NONGENOMIC EFFECTS OF ALDOSTERONE ON INTRACELLULAR CA2+ IN VASCULAR SMOOTH-MUSCLE CELLS

Genomic mechanisms of steroid action have been increasingly elucidated over the past four decades. In contrast, rapid steroid actions have been widely recognized only recently, and detailed analysis of the mechanisms involved are still lacking. The present article describes rapid effects of mineralocorticoid hormones on free intracellular calcium in vascular smooth muscle cells as determined by fura 2 spectrofluorometry in single cultured cells from rat aorta. These effects are almost immediate and reach a plateau after only 3 to 5 minutes and are characterized by high specificity for mineralocorticoids versus glucocorticoids. The potent mineralocorticoids aldosterone and fludrocortisone are agonists with estimated apparent EC(50) values of approximate to 0.1 to 0.5 nmol/L; deoxycorticosterone acetate is an agonist with an EC(50) of approximate to 5 nmol/L; and progesterone, cortisol, corticosterone, and estradiol have much lower potency (EC(50) values of approximate to 0.5 to 5 mu mol/L).

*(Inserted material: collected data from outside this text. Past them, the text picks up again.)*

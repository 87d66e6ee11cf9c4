use std::process::ExitCode;

use clap::{Arg, ArgAction, ArgMatches, Command};
use stakepool_registry::validation::check_all;
use stakepool_registry::{
    AddressError, RegistryError, RegistryOptions, TenantConfig, TenantRegistry, ValidationPolicy,
};
use thiserror::Error;

use crate::output::{OutputFormat, render_tenant, render_tenants};

/// Errors reported by a CLI invocation
#[derive(Debug, Error)]
pub enum CommandError {
    /// The registry file could not be loaded
    #[error(transparent)]
    Registry(#[from] RegistryError),
    /// A supplied pool address is malformed
    #[error(transparent)]
    Address(#[from] AddressError),
    /// No tenant matches the query
    #[error("No tenant matches '{0}'")]
    NotFound(String),
    /// Result could not be rendered
    #[error("Failed to render output: {0}")]
    Render(#[from] serde_json::Error),
    /// `check --strict` found legacy entries; `summary` is the full report
    #[error("{count} validation finding(s)")]
    Findings {
        /// Number of findings
        count: usize,
        /// The report `check` would have printed
        summary: String,
    },
    /// The parser accepted a subcommand that has no handler
    #[error("Unsupported command '{0}'")]
    UnknownCommand(String),
}

fn required<'a>(matches: &'a ArgMatches, id: &str) -> &'a str {
    matches
        .get_one::<String>(id)
        .map(String::as_str)
        .unwrap_or_default()
}

fn found<'a>(
    tenant: Option<&'a TenantConfig>,
    query: &str,
) -> Result<&'a TenantConfig, CommandError> {
    tenant.ok_or_else(|| CommandError::NotFound(query.to_string()))
}

fn check(registry: &TenantRegistry, strict: bool) -> Result<String, CommandError> {
    let findings = check_all(registry.list_all());
    let mut out = String::new();
    for finding in &findings {
        out.push_str(&format!("warning: {finding}\n"));
    }
    out.push_str(&format!("tenants: {}\n", registry.len()));
    out.push_str(&format!("visible: {}\n", registry.list_visible().len()));
    out.push_str(&format!("fingerprint: {}\n", registry.fingerprint()));

    if strict && !findings.is_empty() {
        return Err(CommandError::Findings {
            count: findings.len(),
            summary: out,
        });
    }
    Ok(out)
}

fn run(matches: &ArgMatches) -> Result<String, CommandError> {
    let path = required(matches, "registry");
    let format = OutputFormat::parse(required(matches, "output")).unwrap_or(OutputFormat::Text);
    let strict = matches.get_flag("strict");

    let Some((subcommand, args)) = matches.subcommand() else {
        return Ok(String::new());
    };

    // `check` reports legacy findings itself instead of failing the load on them
    let options = RegistryOptions {
        validation: if strict && subcommand != "check" {
            ValidationPolicy::Reject
        } else {
            ValidationPolicy::Warn
        },
    };
    let registry = TenantRegistry::load(path, &options)?;

    let rendered = match subcommand {
        "name" => {
            let name = required(args, "name");
            let tenant = if args.get_flag("ignore-case") {
                registry.find_by_name_ignore_case(name)
            } else {
                registry.find_by_name(name)
            };
            render_tenant(found(tenant, name)?, format)?
        }
        "address" => {
            let address = required(args, "address");
            let tenant = registry.find_by_address_str(address)?;
            render_tenant(found(tenant, address)?, format)?
        }
        "hostname" => {
            let hostname = required(args, "hostname");
            let tenant = registry.find_by_hostname(hostname);
            render_tenant(found(tenant, hostname)?, format)?
        }
        "resolve" => {
            let identifier = required(args, "identifier");
            let tenant = registry.resolve(identifier);
            render_tenant(found(tenant, identifier)?, format)?
        }
        "list" => {
            let tenants: Vec<&TenantConfig> = if args.get_flag("all") {
                registry.iter().collect()
            } else {
                registry.list_visible()
            };
            render_tenants(&tenants, format)?
        }
        "links" => {
            let name = required(args, "name");
            found(registry.find_by_name(name), name)?;
            render_tenants(&registry.linked_tenants(name), format)?
        }
        "check" => check(&registry, strict)?,
        other => return Err(CommandError::UnknownCommand(other.to_string())),
    };
    Ok(rendered)
}

/// app cli
pub struct Cli;
impl Cli {
    /// Builds the argument parser
    #[must_use]
    pub fn command() -> Command {
        let query = |name: &'static str, value_name: &'static str, help: &'static str| {
            Arg::new(name).value_name(value_name).help(help).required(true)
        };

        Command::new("stakepool-registry")
            .version("1.0")
            .about("Looks up stake pool tenants in a registry file")
            .subcommand_required(true)
            .arg(
                Arg::new("registry")
                    .short('r')
                    .long("registry")
                    .value_name("PATH")
                    .help("Registry JSON file")
                    .required(true),
            )
            .arg(
                Arg::new("output")
                    .short('o')
                    .long("output")
                    .value_name("FORMAT")
                    .help("Output format")
                    .value_parser(["text", "json"])
                    .default_value("text"),
            )
            .arg(
                Arg::new("strict")
                    .long("strict")
                    .help("Treat legacy-entry findings as errors")
                    .action(ArgAction::SetTrue),
            )
            .subcommand(
                Command::new("name")
                    .about("Find a tenant by its name")
                    .arg(query("name", "NAME", "Tenant name (case-sensitive)"))
                    .arg(
                        Arg::new("ignore-case")
                            .short('i')
                            .long("ignore-case")
                            .help("Match the name ignoring ASCII case")
                            .action(ArgAction::SetTrue),
                    ),
            )
            .subcommand(
                Command::new("address")
                    .about("Find a tenant by its base58 pool address")
                    .arg(query("address", "ADDRESS", "Pool address")),
            )
            .subcommand(
                Command::new("hostname")
                    .about("Find a tenant by its hostname override")
                    .arg(query("hostname", "HOST", "Hostname")),
            )
            .subcommand(
                Command::new("resolve")
                    .about("Resolve a hostname or tenant name")
                    .arg(query("identifier", "IDENTIFIER", "Hostname or tenant name")),
            )
            .subcommand(
                Command::new("list")
                    .about("List visible tenants in registry order")
                    .arg(
                        Arg::new("all")
                            .short('a')
                            .long("all")
                            .help("Include hidden tenants")
                            .action(ArgAction::SetTrue),
                    ),
            )
            .subcommand(
                Command::new("links")
                    .about("List tenants referenced by a tenant's internal links")
                    .arg(query("name", "NAME", "Tenant name")),
            )
            .subcommand(Command::new("check").about("Validate the registry and print a summary"))
    }

    /// Executes the CLI application, parsing command line arguments and printing the result
    #[must_use]
    pub fn execute() -> ExitCode {
        let matches = Self::command().get_matches();

        match run(&matches) {
            Ok(rendered) => {
                println!("{}", rendered.trim_end());
                ExitCode::SUCCESS
            }
            Err(err) => {
                if let CommandError::Findings { summary, .. } = &err {
                    println!("{}", summary.trim_end());
                }
                eprintln!("Error: {err}");
                ExitCode::FAILURE
            }
        }
    }
}

#[cfg(test)]
mod tests {
    use super::*;

    fn data_path() -> String {
        stakepool_registry::test_utils::bundled_data_path()
            .display()
            .to_string()
    }

    fn run_args(args: &[&str]) -> Result<String, CommandError> {
        let path = data_path();
        let mut argv = vec!["stakepool-registry", "--registry", path.as_str()];
        argv.extend_from_slice(args);
        let matches = Cli::command()
            .try_get_matches_from(argv)
            .unwrap_or_else(|e| panic!("invalid test arguments: {e}"));
        run(&matches)
    }

    #[test]
    fn test_command_is_well_formed() {
        Cli::command().debug_assert();
    }

    #[test]
    fn test_resolve_by_hostname_and_name() {
        let by_host = run_args(&["resolve", "stake.1space.me"]).unwrap_or_default();
        let by_name = run_args(&["resolve", "onespace"]).unwrap_or_default();
        assert!(by_host.starts_with("name: onespace\n"));
        assert_eq!(by_host, by_name);
    }

    #[test]
    fn test_name_lookup_case() {
        assert!(matches!(
            run_args(&["name", "orbit"]),
            Err(CommandError::NotFound(_))
        ));
        let found = run_args(&["name", "orbit", "--ignore-case"]).unwrap_or_default();
        assert!(found.starts_with("name: Orbit\n"));
    }

    #[test]
    fn test_invalid_address_is_reported() {
        assert!(matches!(
            run_args(&["address", "not-an-address"]),
            Err(CommandError::Address(_))
        ));
    }

    #[test]
    fn test_strict_load_fails_on_legacy_entries() {
        assert!(matches!(
            run_args(&["--strict", "name", "cardinal"]),
            Err(CommandError::Registry(RegistryError::Validation(_)))
        ));
    }

    #[test]
    fn test_check_summary() {
        let summary = run_args(&["check"]).unwrap_or_default();
        assert!(summary.contains("warning: 'AOM': name is not lower kebab-case\n"));
        assert!(summary.contains("tenants: 53\n"));
        assert!(summary.contains("visible: 51\n"));

        match run_args(&["--strict", "check"]) {
            Err(CommandError::Findings { count, summary }) => {
                assert_eq!(summary, run_args(&["check"]).unwrap_or_default());
                assert_eq!(summary.matches("warning: ").count(), count);
            }
            other => panic!("expected findings, got {other:?}"),
        }
    }

    #[test]
    fn test_subcommand_without_handler_is_an_error() {
        let path = data_path();
        let matches = Cli::command()
            .subcommand(Command::new("stats"))
            .try_get_matches_from(["stakepool-registry", "--registry", path.as_str(), "stats"])
            .unwrap_or_else(|e| panic!("invalid test arguments: {e}"));
        match run(&matches) {
            Err(err @ CommandError::UnknownCommand(_)) => {
                assert_eq!(err.to_string(), "Unsupported command 'stats'");
            }
            other => panic!("expected unknown command error, got {other:?}"),
        }
    }

    #[test]
    fn test_error_messages() {
        assert_eq!(
            CommandError::NotFound("cardinal-x".to_string()).to_string(),
            "No tenant matches 'cardinal-x'"
        );
        let Err(address) = run_args(&["address", "AxHia"]) else {
            panic!("expected an address error");
        };
        assert!(address.to_string().starts_with("Invalid address length for 'AxHia'"));
    }
}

The effect of aldosterone is blocked by neomycin and short-term treatment with phorbol esters but augmented by staurosporine, indicating an involvement of phospholipase C and protein kinase C. The Ca2+ effect appears to involve the release of intracellular Ca2+, as shown by the inhibitory effect of thapsigargin; intriguingly, a relatively small maximum effect (approximate to 40 nmol/L increase) is consistently seen. This mechanism operates at physioiogical subnanomolar aldosterone concentrations and appears to be a likely candidate for rapid fine tuning of cardiovascular responsivity. It may also contribute to known clinical features of mineralocorticoid action that are difficult to explain by the traditional genomic mechanism alone.